June 26, 2014 Last Updated 2:52 pm

Are eBook sales really flat? New report says so, but tracking sales is becoming harder

New BookStats report does not include book sales from those being published without ISBN numbers

The latest BookStats report from the the Association of American Publishers and the Book Industry Study Group reported that U.S. the book and journal publishing industry generated $27.01 billion in net revenue last year, of which eBook sales were around $3 billion in volume, virtually unchanged from the year before.

The report will add fuel to other reports that have said that eBook sales are flattening – or at least have slowed their growth.

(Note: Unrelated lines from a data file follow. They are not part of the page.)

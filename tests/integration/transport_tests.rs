/// Transport and supervisor behaviour against a live test server
use std::time::Duration;

use mcp_forge::mcp::{JsonRpcRequest, RequestId};
use mcp_forge::process::{ProcessState, ProcessSupervisor};
use mcp_forge::transport::{Outcome, StdioTransport, TransportError};
use mcp_forge::ServerCommand;

const TEST_SERVER: &str = env!("CARGO_BIN_EXE_forge-test-server");

fn compliant_server() -> ServerCommand {
    ServerCommand::new(TEST_SERVER, vec!["--mode".to_string(), "compliant".to_string()])
}

#[cfg(test)]
mod transport_tests {
    use super::*;

    #[tokio::test]
    async fn test_started_handle_reports_its_command_line() {
        let supervisor = ProcessSupervisor::new();
        let command = compliant_server();
        let mut handle = supervisor.start(&command, None).expect("Failed to start server");

        assert_eq!(handle.command(), command.display());
        assert!(handle.pid().is_some());
        assert_eq!(handle.state(), ProcessState::Running);

        supervisor.kill(&mut handle).await;
        supervisor.release(handle).await;
    }

    #[tokio::test]
    async fn test_ping_round_trip() {
        let supervisor = ProcessSupervisor::new();
        let transport = StdioTransport::new(supervisor.clone());
        let mut handle = supervisor
            .start(&compliant_server(), None)
            .expect("Failed to start server");

        let request = JsonRpcRequest::new(7, "ping", None);
        transport
            .send(&mut handle, &request)
            .await
            .expect("Failed to send ping");
        match transport
            .receive(&mut handle, &RequestId::Number(7), Duration::from_secs(5))
            .await
        {
            Outcome::Response(response) => assert_eq!(response.id, Some(RequestId::Number(7))),
            other => panic!("expected a response, got {:?}", other),
        }

        let state = supervisor.terminate(&mut handle, Duration::from_secs(3)).await;
        assert_eq!(state, ProcessState::Stopped);
        supervisor.release(handle).await;
    }

    #[tokio::test]
    async fn test_send_after_close_stdin_is_closed_error() {
        let supervisor = ProcessSupervisor::new();
        let transport = StdioTransport::new(supervisor.clone());
        let mut handle = supervisor
            .start(&compliant_server(), None)
            .expect("Failed to start server");

        supervisor.close_stdin(&mut handle);
        let err = transport
            .send(&mut handle, &JsonRpcRequest::new(1, "ping", None))
            .await
            .expect_err("write after close should fail");
        assert_eq!(err, TransportError::Closed);
        assert!(err.halts_run());

        supervisor.release(handle).await;
    }
}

KindleFire-eBooksBut the report does not track book sales without ISBN numbers. In past, Apple has required ISBN numbers for all books, a requirement it has dropped. As a result, more and more eBooks are being published without ISBN numbers, making it harder to track sales.

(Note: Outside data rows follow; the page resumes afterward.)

/// Main entry point for the MCP Forge command line
///
/// This file sets up logging, parses command line arguments, and dispatches to
/// the compliance harness or the static project validator. Reports go to
/// stdout; logs go to stderr.

use std::path::PathBuf;
use std::time::Duration;

use clap::{Args as ClapArgs, Parser, Subcommand};
use tracing::{error, info};

use mcp_forge::report::render;
use mcp_forge::validator;
use mcp_forge::{run_test_suite, HarnessConfig, OutputFormat, ServerCommand};

/// Exit status for a command string that cannot be run at all
const EXIT_USAGE: i32 = 2;

/// Command line arguments for MCP Forge
#[derive(Parser, Debug)]
#[command(author, version, about, long_about = None)]
struct Args {
    #[command(subcommand)]
    command: Command,

    /// Enable debug logging
    #[arg(short, long, global = true)]
    debug: bool,

    /// Enable verbose output (implies debug)
    #[arg(short, long, global = true)]
    verbose: bool,
}

#[derive(Subcommand, Debug)]
enum Command {
    /// Run the protocol compliance suite against a stdio MCP server
    Test(TestArgs),
    /// Check a generated server project without running it
    Validate(ValidateArgs),
}

#[derive(ClapArgs, Debug)]
struct TestArgs {
    /// Command that starts the server, e.g. "python -m my_server.server"
    #[arg(long = "cmd")]
    command: String,

    /// Working directory for the server process
    #[arg(long)]
    cwd: Option<PathBuf>,

    /// How long the server must stay up after spawning before it counts as started
    #[arg(long, default_value_t = 500)]
    startup_timeout_ms: u64,

    /// How long to wait for each response
    #[arg(long, default_value_t = 10000)]
    request_timeout_ms: u64,

    /// How long the server gets to exit once stdin is closed
    #[arg(long, default_value_t = 5000)]
    shutdown_timeout_ms: u64,

    /// Error code accepted for the unknown-method case (repeatable, default -32601)
    #[arg(long = "accept-error-code", allow_negative_numbers = true)]
    accept_error_codes: Vec<i64>,

    /// Fail server_stop when the server has to be killed
    #[arg(long)]
    strict_shutdown: bool,

    #[arg(long, value_enum, default_value_t = OutputFormat::Table)]
    format: OutputFormat,
}

#[derive(ClapArgs, Debug)]
struct ValidateArgs {
    /// Project directory to check
    project_dir: PathBuf,

    /// JSON file of tool definitions to check as well
    #[arg(long)]
    tools: Option<PathBuf>,

    /// JSON file of resource descriptors to check as well
    #[arg(long)]
    resources: Option<PathBuf>,

    #[arg(long, value_enum, default_value_t = OutputFormat::Table)]
    format: OutputFormat,
}

#[tokio::main]
async fn main() -> Result<(), Box<dyn std::error::Error>> {
    let args = Args::parse();

    // Set up logging based on command line flags
    let log_level = if args.verbose {
        "debug"
    } else if args.debug {
        "info"
    } else {
        "warn"
    };

    tracing_subscriber::fmt()
        .with_env_filter(format!("mcp_forge={}", log_level))
        .with_writer(std::io::stderr) // Send logs to stderr, not stdout
        .init();

    let code = match args.command {
        Command::Test(test) => run_test(test).await?,
        Command::Validate(validate) => run_validate(validate)?,
    };
    std::process::exit(code);
}

async fn run_test(args: TestArgs) -> Result<i32, Box<dyn std::error::Error>> {
    let command = match ServerCommand::parse(&args.command) {
        Ok(command) => command,
        Err(e) => {
            error!("{}", e);
            eprintln!("error: {}", e);
            return Ok(EXIT_USAGE);
        }
    };

    let mut config = HarnessConfig::new(command);
    config.working_dir = args.cwd;
    config.startup_timeout = Duration::from_millis(args.startup_timeout_ms);
    config.request_timeout = Duration::from_millis(args.request_timeout_ms);
    config.shutdown_timeout = Duration::from_millis(args.shutdown_timeout_ms);
    config.strict_shutdown = args.strict_shutdown;
    if !args.accept_error_codes.is_empty() {
        config.unknown_method_codes = args.accept_error_codes;
    }

    let report = run_test_suite(&config).await;
    println!("{}", render(&report, args.format)?);
    Ok(report.exit_code())
}

fn run_validate(args: ValidateArgs) -> Result<i32, Box<dyn std::error::Error>> {
    info!("Validating project at: {}", args.project_dir.display());

    let mut findings = validator::validate_project_structure(&args.project_dir);
    if let Some(tools) = &args.tools {
        findings.merge(validator::validate_tools_file(tools)?);
    }
    if let Some(resources) = &args.resources {
        findings.merge(validator::validate_resources_file(resources)?);
    }

    let report = findings.into_run_report(
        "MCP Forge Validation Results",
        &args.project_dir.display().to_string(),
    );
    println!("{}", render(&report, args.format)?);
    Ok(report.exit_code())
}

These reports remind one of those magazine start-up reports that have shown a decline in total new titles, while completely ignoring digital-only magazines that have launched in the hundreds each year. It appears that more and more of the market lies outside traditional channels and are harder to track.

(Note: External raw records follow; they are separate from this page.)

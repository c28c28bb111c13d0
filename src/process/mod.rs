/// Subprocess lifecycle for the server under test
///
/// The supervisor spawns the server with all three stdio streams piped,
/// keeps stdout and stderr draining on background tasks, and owns every
/// bounded wait on the process: the startup window, the shutdown wait, and the
/// graceful-then-forceful teardown.

use std::collections::VecDeque;
use std::path::Path;
use std::process::Stdio;
use std::sync::{Arc, Mutex};
use std::time::Duration;

use serde::Serialize;
use thiserror::Error;
use tokio::io::{AsyncBufReadExt, AsyncRead, BufReader};
use tokio::process::{Child, ChildStdin, Command};
use tokio::sync::mpsc;
use tokio::task::JoinHandle;
use tracing::{debug, info, warn};

use crate::config::ServerCommand;
use crate::transport::framing::{read_lines, StdoutEvent};

/// Most recent stderr lines kept for the report
pub const MAX_STDERR_LINES: usize = 500;

/// Errors that can occur while launching the server
#[derive(Error, Debug)]
pub enum SpawnError {
    #[error("failed to spawn `{program}`: {source}")]
    Io {
        program: String,
        #[source]
        source: std::io::Error,
    },

    #[error("spawned `{program}` but its {stream} pipe was not captured")]
    MissingPipe {
        program: String,
        stream: &'static str,
    },
}

/// Where the server process is in its lifecycle
#[derive(Debug, Clone, Copy, PartialEq, Eq, Serialize)]
#[serde(rename_all = "snake_case")]
pub enum ProcessState {
    NotStarted,
    Running,
    /// Exited on its own after the harness asked it to shut down
    Stopped,
    /// Forcefully killed by the harness
    Killed,
    /// Exited before the harness asked it to
    Crashed,
}

impl ProcessState {
    pub fn is_running(self) -> bool {
        matches!(self, ProcessState::Running)
    }
}

/// Result of a bounded wait for process exit
#[derive(Debug, Clone, Copy, PartialEq, Eq)]
pub enum WaitOutcome {
    /// The process exited; `None` when it was ended by a signal
    Exited(Option<i32>),
    TimedOut,
}

/// Shared sink for the server's stderr
#[derive(Debug, Clone, Default)]
pub struct StderrCapture {
    lines: Arc<Mutex<VecDeque<String>>>,
}

impl StderrCapture {
    fn push(&self, line: String) {
        if let Ok(mut lines) = self.lines.lock() {
            if lines.len() == MAX_STDERR_LINES {
                lines.pop_front();
            }
            lines.push_back(line);
        }
    }

    /// Copy of everything captured so far, oldest first
    pub fn snapshot(&self) -> Vec<String> {
        match self.lines.lock() {
            Ok(lines) => lines.iter().cloned().collect(),
            Err(poisoned) => poisoned.into_inner().iter().cloned().collect(),
        }
    }
}

/// A running (or finished) server process and its pipes
///
/// Dropping the handle aborts the pipe readers and, through `kill_on_drop`,
/// kills the child if it is still alive.
pub struct SubprocessHandle {
    child: Child,
    pid: Option<u32>,
    command: String,
    stdin: Option<ChildStdin>,
    stdout: mpsc::UnboundedReceiver<StdoutEvent>,
    stderr: StderrCapture,
    tasks: Vec<JoinHandle<()>>,
    state: ProcessState,
    exit_code: Option<i32>,
    shutdown_requested: bool,
}

impl SubprocessHandle {
    pub fn pid(&self) -> Option<u32> {
        self.pid
    }

    pub fn command(&self) -> &str {
        &self.command
    }

    pub fn state(&self) -> ProcessState {
        self.state
    }

    pub fn exit_code(&self) -> Option<i32> {
        self.exit_code
    }

    pub fn stderr(&self) -> &StderrCapture {
        &self.stderr
    }

    pub(crate) fn stdin_mut(&mut self) -> Option<&mut ChildStdin> {
        self.stdin.as_mut()
    }

    pub(crate) fn stdout_mut(&mut self) -> &mut mpsc::UnboundedReceiver<StdoutEvent> {
        &mut self.stdout
    }

    /// Non-blocking liveness check; records the exit if it already happened
    pub fn poll_exit(&mut self) -> Option<WaitOutcome> {
        if !self.state.is_running() {
            return Some(WaitOutcome::Exited(self.exit_code));
        }
        match self.child.try_wait() {
            Ok(Some(status)) => {
                self.record_exit(status.code());
                Some(WaitOutcome::Exited(status.code()))
            }
            Ok(None) => None,
            Err(e) => {
                warn!(error = %e, "failed to poll server process");
                None
            }
        }
    }

    fn record_exit(&mut self, code: Option<i32>) {
        self.exit_code = code;
        if self.state.is_running() {
            self.state = if self.shutdown_requested {
                ProcessState::Stopped
            } else {
                ProcessState::Crashed
            };
            info!(pid = ?self.pid, code = ?code, state = ?self.state, "server process exited");
        }
    }
}

impl Drop for SubprocessHandle {
    fn drop(&mut self) {
        for task in self.tasks.drain(..) {
            task.abort();
        }
    }
}

/// Spawns and tears down the server under test
#[derive(Debug, Clone)]
pub struct ProcessSupervisor {
    /// Bound on reaping a process after it has been sent a kill
    reap_timeout: Duration,
}

impl Default for ProcessSupervisor {
    fn default() -> Self {
        Self {
            reap_timeout: Duration::from_secs(2),
        }
    }
}

impl ProcessSupervisor {
    pub fn new() -> Self {
        Self::default()
    }

    /// Spawn `command` with stdin, stdout and stderr piped to the harness
    pub fn start(
        &self,
        command: &ServerCommand,
        working_dir: Option<&Path>,
    ) -> Result<SubprocessHandle, SpawnError> {
        let shown = command.display();
        let mut cmd = Command::new(&command.program);
        cmd.args(&command.args)
            .stdin(Stdio::piped())
            .stdout(Stdio::piped())
            .stderr(Stdio::piped())
            .kill_on_drop(true);
        if let Some(dir) = working_dir {
            cmd.current_dir(dir);
        }

        let mut child = cmd.spawn().map_err(|source| SpawnError::Io {
            program: command.program.clone(),
            source,
        })?;

        let missing = |stream| SpawnError::MissingPipe {
            program: command.program.clone(),
            stream,
        };
        let stdin = child.stdin.take().ok_or_else(|| missing("stdin"))?;
        let stdout = child.stdout.take().ok_or_else(|| missing("stdout"))?;
        let stderr = child.stderr.take().ok_or_else(|| missing("stderr"))?;

        let (events_tx, events_rx) = mpsc::unbounded_channel();
        let capture = StderrCapture::default();
        let tasks = vec![
            tokio::spawn(read_lines(stdout, events_tx)),
            tokio::spawn(capture_stderr(stderr, capture.clone())),
        ];

        let pid = child.id();
        info!(pid = ?pid, command = %shown, "spawned server process");

        Ok(SubprocessHandle {
            child,
            pid,
            command: shown,
            stdin: Some(stdin),
            stdout: events_rx,
            stderr: capture,
            tasks,
            state: ProcessState::Running,
            exit_code: None,
            shutdown_requested: false,
        })
    }

    /// Wait up to `timeout` for the process to exit on its own
    pub async fn wait_with_timeout(
        &self,
        handle: &mut SubprocessHandle,
        timeout: Duration,
    ) -> WaitOutcome {
        if !handle.state.is_running() {
            return WaitOutcome::Exited(handle.exit_code);
        }
        match tokio::time::timeout(timeout, handle.child.wait()).await {
            Ok(Ok(status)) => {
                handle.record_exit(status.code());
                WaitOutcome::Exited(status.code())
            }
            Ok(Err(e)) => {
                warn!(error = %e, "failed to wait for server process");
                handle.record_exit(None);
                WaitOutcome::Exited(None)
            }
            Err(_) => WaitOutcome::TimedOut,
        }
    }

    /// Close the server's stdin, the cooperative MCP shutdown request
    pub fn close_stdin(&self, handle: &mut SubprocessHandle) {
        handle.shutdown_requested = true;
        if handle.stdin.take().is_some() {
            debug!(pid = ?handle.pid, "closed server stdin");
        }
    }

    /// Ask the server to stop, then kill it if it is still alive after `grace`
    pub async fn terminate(&self, handle: &mut SubprocessHandle, grace: Duration) -> ProcessState {
        if !handle.state.is_running() {
            return handle.state;
        }
        self.close_stdin(handle);
        match self.wait_with_timeout(handle, grace).await {
            WaitOutcome::Exited(_) => handle.state,
            WaitOutcome::TimedOut => {
                warn!(
                    pid = ?handle.pid,
                    grace_ms = grace.as_millis() as u64,
                    "server ignored shutdown request"
                );
                self.kill(handle).await
            }
        }
    }

    /// Forcefully kill the process and reap it
    pub async fn kill(&self, handle: &mut SubprocessHandle) -> ProcessState {
        if !handle.state.is_running() {
            return handle.state;
        }
        handle.stdin.take();
        if let Err(e) = handle.child.start_kill() {
            warn!(pid = ?handle.pid, error = %e, "failed to kill server process");
        }
        let code = match tokio::time::timeout(self.reap_timeout, handle.child.wait()).await {
            Ok(Ok(status)) => status.code(),
            Ok(Err(e)) => {
                warn!(pid = ?handle.pid, error = %e, "failed to reap killed server process");
                None
            }
            Err(_) => {
                warn!(pid = ?handle.pid, "killed server process did not exit in time");
                None
            }
        };
        handle.exit_code = code;
        handle.state = ProcessState::Killed;
        warn!(pid = ?handle.pid, "server process killed");
        handle.state
    }

    /// Release the handle once the run is over and return the captured stderr
    ///
    /// A process still running is killed first. Pipe readers get until
    /// `reap_timeout` to drain what is left; readers still blocked after that
    /// (a grandchild holding the pipes open) are aborted.
    pub async fn release(&self, mut handle: SubprocessHandle) -> Vec<String> {
        if handle.state.is_running() {
            self.kill(&mut handle).await;
        }
        let deadline = tokio::time::Instant::now() + self.reap_timeout;
        for mut task in std::mem::take(&mut handle.tasks) {
            if tokio::time::timeout_at(deadline, &mut task).await.is_err() {
                debug!(pid = ?handle.pid, "pipe reader still blocked, aborting");
                task.abort();
            }
        }
        handle.stderr.snapshot()
    }
}

async fn capture_stderr<R>(stderr: R, capture: StderrCapture)
where
    R: AsyncRead + Unpin,
{
    let mut reader = BufReader::new(stderr);
    let mut line = Vec::new();
    loop {
        line.clear();
        match reader.read_until(b'\n', &mut line).await {
            Ok(0) => break,
            Ok(_) => {
                let text = String::from_utf8_lossy(&line);
                let text = text.trim_end_matches(['\n', '\r']).to_string();
                debug!(target: "mcp_forge::server_stderr", "{}", text);
                capture.push(text);
            }
            Err(e) => {
                debug!(error = %e, "stopped reading server stderr");
                break;
            }
        }
    }
}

One factor mentioned in the new report, that may be depressing eBook sales, is the move from dedicated eReaders to tablets. The inference is that tablet owners are less likely to buy eBooks for their tablets than an owner of an eReader. But even this seems like an odd claim to make since any owner of an eReader would be, surely, an avid book reader, something that shouldn’t change a great deal if they upgraded their device to one capable of more than just reading books… but maybe it does, we need a study on this, don’t we?